Construction Industry Scheme, handled properly.

We verify subcontractors before the first payment, file CIS300 returns on time, issue payment and deduction statements, and help protect Gross Payment Status by keeping the wider compliance record in good order. Construction VAT and the Domestic Reverse Charge are reviewed alongside the CIS work, so both areas are treated consistently.

Discuss your CIS setup
CIS deduction statement, site drawings, hard hat and van keys on a construction workbench.

CIS deduction rates

Gross payment status
0%
CIS-registered subcontractor
20%
Unverified or unregistered
30%

Deductions apply to the labour element only. Materials, plant hire and CIS-exempt charges are paid gross. We confirm the split before each subcontractor payment goes out.

Contractor obligations

CIS is a contractor's regime, not the subcontractor's

The reporting burden, and the consequences of getting it wrong, sit with the contractor. If a subcontractor is paid without verification, or with the wrong deduction rate, HMRC pursues the contractor for the under-deducted amount, plus interest and penalties. The same goes for late or missed CIS300 returns: a single forgotten month triggers an automatic £100 penalty, with the figure escalating quickly the longer the return is outstanding.

We handle the contractor side of the regime for you. Each subcontractor is verified with HMRC before the first payment. The deduction is calculated on the labour element only, with materials, plant hire and CIS-exempt costs paid gross. Statements go out to subcontractors after each payment so they have the evidence for their own return.

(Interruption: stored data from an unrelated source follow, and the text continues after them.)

//! Record sources.
//!
//! A [`RecordSource`] supplies sales records either as the full dataset
//! (client-side filtering) or already filtered by the store (server-side
//! filtering). Aggregation does not know which one it was given.

pub mod file;
pub mod http;
pub mod sql;

pub use file::FileSource;
pub use http::{HttpSource, RemoteFilterSource};
pub use sql::SqlSource;

use std::fmt;

use crate::error::Result;
use crate::filter::FilterPredicate;
use crate::models::{FilterSpec, SalesRecord};

/// Where filtering happens for a source.
#[derive(Debug, Clone, Copy, PartialEq, Eq)]
pub enum SourceStrategy {
    /// Full fetch, filtered in memory.
    ClientFilter,
    /// The store applies the filter before returning records.
    ServerFilter,
}

impl fmt::Display for SourceStrategy {
    fn fmt(&self, f: &mut fmt::Formatter<'_>) -> fmt::Result {
        match self {
            SourceStrategy::ClientFilter => f.write_str("client-filter"),
            SourceStrategy::ServerFilter => f.write_str("server-filter"),
        }
    }
}

/// Supplier of sales records.
///
/// Errors from the underlying transport are returned unchanged. For the same
/// data and spec, `fetch_filtered` must return exactly the records
/// `fetch_all` followed by [`FilterPredicate::retain`] would, in the same order.
pub trait RecordSource: Send {
    /// The complete dataset.
    fn fetch_all(&self) -> Result<Vec<SalesRecord>>;

    /// Records admitted by `spec`.
    fn fetch_filtered(&self, spec: &FilterSpec) -> Result<Vec<SalesRecord>> {
        let records = self.fetch_all()?;
        Ok(FilterPredicate::compile(spec).retain(records))
    }

    fn strategy(&self) -> SourceStrategy {
        SourceStrategy::ClientFilter
    }

    /// Short human-readable description, used in logs and `Display`.
    fn describe(&self) -> String;
}

impl<S: RecordSource + ?Sized> RecordSource for Box<S> {
    fn fetch_all(&self) -> Result<Vec<SalesRecord>> {
        (**self).fetch_all()
    }

    fn fetch_filtered(&self, spec: &FilterSpec) -> Result<Vec<SalesRecord>> {
        (**self).fetch_filtered(spec)
    }

    fn strategy(&self) -> SourceStrategy {
        (**self).strategy()
    }

    fn describe(&self) -> String {
        (**self).describe()
    }
}

// ---------------------------------------------------------------------------
// StaticSource
// ---------------------------------------------------------------------------

/// In-memory records, filtered client-side.
#[derive(Debug, Clone, Default)]
pub struct StaticSource {
    records: Vec<SalesRecord>,
}

impl StaticSource {
    pub fn new(records: Vec<SalesRecord>) -> Self {
        Self { records }
    }
}

impl RecordSource for StaticSource {
    fn fetch_all(&self) -> Result<Vec<SalesRecord>> {
        Ok(self.records.clone())
    }

    fn describe(&self) -> String {
        format!("static({} records)", self.records.len())
    }
}
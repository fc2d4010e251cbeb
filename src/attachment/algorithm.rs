//! Algorithm - 求解器区域的算法指定
//!
//! 附着在骨骼上，表示以该骨骼为根的区域使用哪种求解算法。算法按名字在
//! `SolverRegistry` 中查找工厂。

use bitflags::bitflags;

/// FABRIK 算法名
pub const FABRIK: &str = "fabrik";
/// 单骨解析解算法名（注册表预留）
pub const ONE_BONE: &str = "one bone";
/// 双骨解析解算法名（注册表预留）
pub const TWO_BONE: &str = "two bone";
/// 质量-弹簧算法名（注册表预留）
pub const MSS: &str = "mss";

bitflags! {
    /// 求解器特性开关
    #[derive(Clone, Copy, Debug, Default, PartialEq, Eq)]
    pub struct SolverFeatures: u16 {
        /// 前向传递时调用骨骼上的约束
        const CONSTRAINTS = 1 << 0;
        /// 求解后按极向量调整链的滚转
        const POLES = 1 << 1;
        /// 反向传递时混入 Effector 的目标朝向
        const TARGET_ROTATIONS = 1 << 2;
        /// 位置收敛后从骨段方向推导各骨骼旋转
        const JOINT_ROTATIONS = 1 << 3;
    }
}

/// 算法附件
#[derive(Clone, Debug)]
pub struct Algorithm {
    /// 注册表中的算法名
    pub name: String,
    /// 收敛容差（Effector 到目标的距离）
    pub tolerance: f32,
    /// 最大迭代次数
    pub max_iterations: u16,
    /// 特性开关
    pub features: SolverFeatures,
}

impl Algorithm {
    /// 以典型默认参数创建算法附件
    pub fn new(name: &str) -> Self {
        Self {
            name: name.to_string(),
            tolerance: 1e-3,
            max_iterations: 20,
            features: SolverFeatures::empty(),
        }
    }

    pub fn with_tolerance(mut self, tolerance: f32) -> Self {
        self.tolerance = tolerance;
        self
    }

    pub fn with_max_iterations(mut self, max_iterations: u16) -> Self {
        self.max_iterations = max_iterations;
        self
    }

    pub fn with_features(mut self, features: SolverFeatures) -> Self {
        self.features = features;
        self
    }
}
#[cfg(test)]
mod tests {
    use super::*;
    use crate::attachment::{Effector, Pole, FABRIK};
    use crate::tree::{tree_local_to_global, TransformMode};

    fn two_segment_chain(target: Vec3) -> (BoneTree, usize, usize, usize) {
        let mut tree = BoneTree::new();
        let root = tree.create_bone("root");
        let a = tree.create_child("a", root, Vec3::Y).unwrap();
        let b = tree.create_child("b", a, Vec3::Y).unwrap();
        tree.attach_effector(b, Effector::new(target)).unwrap();
        tree.update_distances();
        tree_local_to_global(&mut tree, root, TransformMode::BOTH);
        (tree, root, a, b)
    }

    fn solver_for(tree: &BoneTree, root: usize, leaves: &[usize]) -> FabrikSolver {
        let mut st = Subtree::new(root);
        for &l in leaves {
            st.add_leaf(l);
        }
        FabrikSolver::new(Algorithm::new(FABRIK), tree, &st).unwrap()
    }

    #[test]
    fn test_reachable_target_converges() {
        let target = Vec3::new(1.0, 1.0, 0.0);
        let (mut tree, root, _a, b) = two_segment_chain(target);
        let mut solver = solver_for(&tree, root, &[b]);

        let iterations = solver.solve(&mut tree);
        assert!(iterations < 20);
        assert!((tree.position(b) - target).length() < 1e-2);
    }

    #[test]
    fn test_segment_lengths_preserved() {
        let target = Vec3::new(1.0, 1.0, 0.0);
        let (mut tree, root, a, b) = two_segment_chain(target);
        let mut solver = solver_for(&tree, root, &[b]);
        solver.solve(&mut tree);

        let seg1 = (tree.position(a) - tree.position(root)).length();
        let seg2 = (tree.position(b) - tree.position(a)).length();
        assert!((seg1 - 1.0).abs() < 1e-4);
        assert!((seg2 - 1.0).abs() < 1e-4);
    }

    #[test]
    fn test_unreachable_target_straightens_chain() {
        // 链总长 2，目标在 5 处，链应指向目标拉直，末端停在 (0, 2, 0)
        let target = Vec3::new(0.0, 5.0, 0.0);
        let (mut tree, root, _a, b) = two_segment_chain(target);
        let mut solver = solver_for(&tree, root, &[b]);

        let iterations = solver.solve(&mut tree);
        assert_eq!(iterations, 20);
        assert!((tree.position(b) - Vec3::new(0.0, 2.0, 0.0)).length() < 1e-3);
    }

    #[test]
    fn test_base_stays_fixed() {
        let target = Vec3::new(1.0, 1.0, 0.0);
        let (mut tree, root, _a, b) = two_segment_chain(target);
        let before = tree.position(root);
        let mut solver = solver_for(&tree, root, &[b]);
        solver.solve(&mut tree);
        assert_eq!(tree.position(root), before);
    }

    #[test]
    fn test_single_bone_region_is_rejected() {
        let mut tree = BoneTree::new();
        let root = tree.create_bone("root");
        tree.attach_effector(root, Effector::default()).unwrap();
        let mut st = Subtree::new(root);
        st.add_leaf(root);

        let err = FabrikSolver::new(Algorithm::new(FABRIK), &tree, &st);
        assert!(matches!(err, Err(IkError::ChainTopology(_))));
    }

    #[test]
    fn test_branched_tree_keeps_segment_lengths() {
        // root -> a -> b (effector)
        //           -> c (effector)
        let mut tree = BoneTree::new();
        let root = tree.create_bone("root");
        let a = tree.create_child("a", root, Vec3::Y).unwrap();
        let b = tree.create_child("b", a, Vec3::Y).unwrap();
        let c = tree.create_child("c", a, Vec3::X).unwrap();
        tree.attach_effector(b, Effector::new(Vec3::new(1.0, 1.5, 0.0)))
            .unwrap();
        tree.attach_effector(c, Effector::new(Vec3::new(-1.0, 1.0, 0.0)))
            .unwrap();
        tree.update_distances();
        tree_local_to_global(&mut tree, root, TransformMode::BOTH);

        let mut solver = solver_for(&tree, root, &[b, c]);
        solver.solve(&mut tree);

        assert!(((tree.position(a) - tree.position(root)).length() - 1.0).abs() < 1e-3);
        assert!(((tree.position(b) - tree.position(a)).length() - 1.0).abs() < 1e-3);
        assert!(((tree.position(c) - tree.position(a)).length() - 1.0).abs() < 1e-3);
    }

    #[test]
    fn test_sub_base_is_mean_of_child_proposals() {
        // 关于 x=0 平面完全对称的分叉与目标：分叉骨骼是两个镜像提议的
        // 平均，必须正好落在对称平面上
        let mut tree = BoneTree::new();
        let root = tree.create_bone("root");
        let a = tree.create_child("a", root, Vec3::Y).unwrap();
        let b = tree.create_child("b", a, Vec3::new(1.0, 1.0, 0.0)).unwrap();
        let c = tree.create_child("c", a, Vec3::new(-1.0, 1.0, 0.0)).unwrap();
        tree.attach_effector(b, Effector::new(Vec3::new(1.5, 1.5, 0.0)))
            .unwrap();
        tree.attach_effector(c, Effector::new(Vec3::new(-1.5, 1.5, 0.0)))
            .unwrap();
        tree.update_distances();
        tree_local_to_global(&mut tree, root, TransformMode::BOTH);

        let mut solver = solver_for(&tree, root, &[b, c]);
        solver.solve(&mut tree);

        assert!(tree.position(a).x.abs() < 1e-5);
    }

    #[test]
    fn test_zero_length_segment_is_deterministic() {
        let mut tree = BoneTree::new();
        let root = tree.create_bone("root");
        let a = tree.create_child("a", root, Vec3::ZERO).unwrap();
        let b = tree.create_child("b", a, Vec3::Y).unwrap();
        tree.attach_effector(b, Effector::new(Vec3::new(0.0, 1.0, 0.0)))
            .unwrap();
        tree.update_distances();
        tree_local_to_global(&mut tree, root, TransformMode::BOTH);

        let mut solver = solver_for(&tree, root, &[b]);
        solver.solve(&mut tree);
        let first = (tree.position(a), tree.position(b));

        // 同样的输入必须得到同样的结果
        let mut tree2 = BoneTree::new();
        let root2 = tree2.create_bone("root");
        let a2 = tree2.create_child("a", root2, Vec3::ZERO).unwrap();
        let b2 = tree2.create_child("b", a2, Vec3::Y).unwrap();
        tree2
            .attach_effector(b2, Effector::new(Vec3::new(0.0, 1.0, 0.0)))
            .unwrap();
        tree2.update_distances();
        tree_local_to_global(&mut tree2, root2, TransformMode::BOTH);

        let mut solver2 = solver_for(&tree2, root2, &[b2]);
        solver2.solve(&mut tree2);
        assert_eq!(first, (tree2.position(a2), tree2.position(b2)));
    }

    #[test]
    fn test_joint_rotations_follow_segments() {
        let target = Vec3::new(2.0, 0.0, 0.0);
        let mut tree = BoneTree::new();
        let root = tree.create_bone("root");
        let a = tree.create_child("a", root, Vec3::Y).unwrap();
        let b = tree.create_child("b", a, Vec3::Y).unwrap();
        tree.attach_effector(b, Effector::new(target)).unwrap();
        tree.update_distances();
        tree_local_to_global(&mut tree, root, TransformMode::BOTH);

        let mut st = Subtree::new(root);
        st.add_leaf(b);
        let algorithm =
            Algorithm::new(FABRIK).with_features(SolverFeatures::JOINT_ROTATIONS);
        let mut solver = FabrikSolver::new(algorithm, &tree, &st).unwrap();
        solver.solve(&mut tree);

        // 根骨骼的 +Y 应指向求解后的第一段骨段方向
        let seg_dir = (tree.position(a) - tree.position(root)).normalize();
        let bone_dir = tree.rotation(root) * Vec3::Y;
        assert!(bone_dir.dot(seg_dir) > 0.999);
    }

    #[test]
    fn test_pole_pulls_middle_bone_into_plane() {
        // 3 段链，目标可达但留有弯曲余地，极向量指向 +Z
        let mut tree = BoneTree::new();
        let root = tree.create_bone("root");
        let a = tree.create_child("a", root, Vec3::Y).unwrap();
        let b = tree.create_child("b", a, Vec3::Y).unwrap();
        let c = tree.create_child("c", b, Vec3::Y).unwrap();
        tree.attach_effector(c, Effector::new(Vec3::new(0.0, 2.0, 0.0)))
            .unwrap();
        tree.attach_pole(a, Pole::new(Vec3::new(0.0, 1.0, 5.0)))
            .unwrap();
        tree.update_distances();
        tree_local_to_global(&mut tree, root, TransformMode::BOTH);

        let mut st = Subtree::new(root);
        st.add_leaf(c);
        let algorithm = Algorithm::new(FABRIK).with_features(SolverFeatures::POLES);
        let mut solver = FabrikSolver::new(algorithm, &tree, &st).unwrap();
        solver.solve(&mut tree);

        // 中间骨骼不应弯向 -Z 一侧
        assert!(tree.position(a).z >= -1e-4);
        assert!(tree.position(b).z >= -1e-4);
    }
}
//! IK 求解器 - 区域划分与求解入口
//!
//! `IkSolver::build` 扫描骨骼树上的 Effector 与算法附件，把树划分成
//! 若干求解器区域并为每个区域实例化算法；`IkSolver::solve` 把树转入
//! 全局空间、依次求解各区域、再转回本地空间。
//!
//! 拓扑或附件变更后已构建的求解器失效，需要重新 build。

mod build;
mod chain;
mod fabrik;
mod group;
mod subtree;

pub use build::{SolverFactory, SolverRegistry};
pub use chain::Chain;
pub use fabrik::FabrikSolver;
pub use group::SolverGroup;
pub use subtree::Subtree;

use crate::attachment::Algorithm;
use crate::error::IkError;
use crate::tree::{tree_global_to_local, tree_local_to_global, BoneTree, TransformMode};

/// 区域求解器接口
///
/// 一个实现负责一个区域（或一组区域）。`solve` 在全局空间下工作，
/// 由外层负责空间转换。
pub trait RegionSolver {
    /// 本区域使用的算法（组返回 None）
    fn algorithm(&self) -> Option<&Algorithm>;

    /// 求解一次，返回迭代次数
    fn solve(&mut self, tree: &mut BoneTree) -> u32;

    /// 遍历区域内的骨骼句柄
    fn visit_bones(&self, visit: &mut dyn FnMut(usize));

    /// 遍历区域内带 Effector 的末端骨骼句柄
    fn visit_effector_bones(&self, visit: &mut dyn FnMut(usize));
}

/// IK 求解入口
///
/// 持有构建根与区域求解器。骨骼树本身不在这里，每次 solve 传入。
pub struct IkSolver {
    root: usize,
    region: Box<dyn RegionSolver>,
}

impl IkSolver {
    /// 以内建算法注册表构建求解器
    pub fn build(tree: &mut BoneTree, root: usize) -> Result<Self, IkError> {
        Self::build_with(tree, root, build::default_registry())
    }

    /// 以自定义算法注册表构建求解器
    pub fn build_with(
        tree: &mut BoneTree,
        root: usize,
        registry: &SolverRegistry,
    ) -> Result<Self, IkError> {
        if root >= tree.bone_count() {
            return Err(IkError::InvalidHandle(root));
        }
        tree.update_distances();

        let mut solvers = build::build_region_solvers(tree, root, registry)?;
        let region: Box<dyn RegionSolver> = if solvers.len() == 1 {
            solvers.remove(0)
        } else {
            Box::new(SolverGroup::new(solvers))
        };
        Ok(Self { root, region })
    }

    /// 求解一帧，返回所有区域的迭代次数总和
    ///
    /// 树以本地空间进出；Effector 目标始终是全局空间坐标。
    pub fn solve(&mut self, tree: &mut BoneTree) -> u32 {
        tree_local_to_global(tree, self.root, TransformMode::BOTH);
        let iterations = self.region.solve(tree);
        tree_global_to_local(tree, self.root, TransformMode::BOTH);
        iterations
    }

    /// 构建根句柄
    #[inline]
    pub fn root(&self) -> usize {
        self.root
    }

    /// 单区域时返回其算法，多区域返回 None
    pub fn algorithm(&self) -> Option<&Algorithm> {
        self.region.algorithm()
    }

    /// 遍历所有受求解影响的骨骼句柄
    pub fn visit_bones<F: FnMut(usize)>(&self, mut visit: F) {
        self.region.visit_bones(&mut visit);
    }

    /// 遍历所有带 Effector 的末端骨骼句柄
    pub fn visit_effector_bones<F: FnMut(usize)>(&self, mut visit: F) {
        self.region.visit_effector_bones(&mut visit);
    }
}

The CIS300 return is filed by the 19th of the following month when there is a return to submit, including a nil return if required.

On the subcontractor side, the deductions suffered through the year are set against your Corporation Tax bill at year-end (for limited companies) or your Self Assessment Income Tax bill (for sole traders and partnerships). Where the deductions exceed the liability, the balance is refunded. We run the reconciliation as part of year-end so the deductions are never lost or double-counted.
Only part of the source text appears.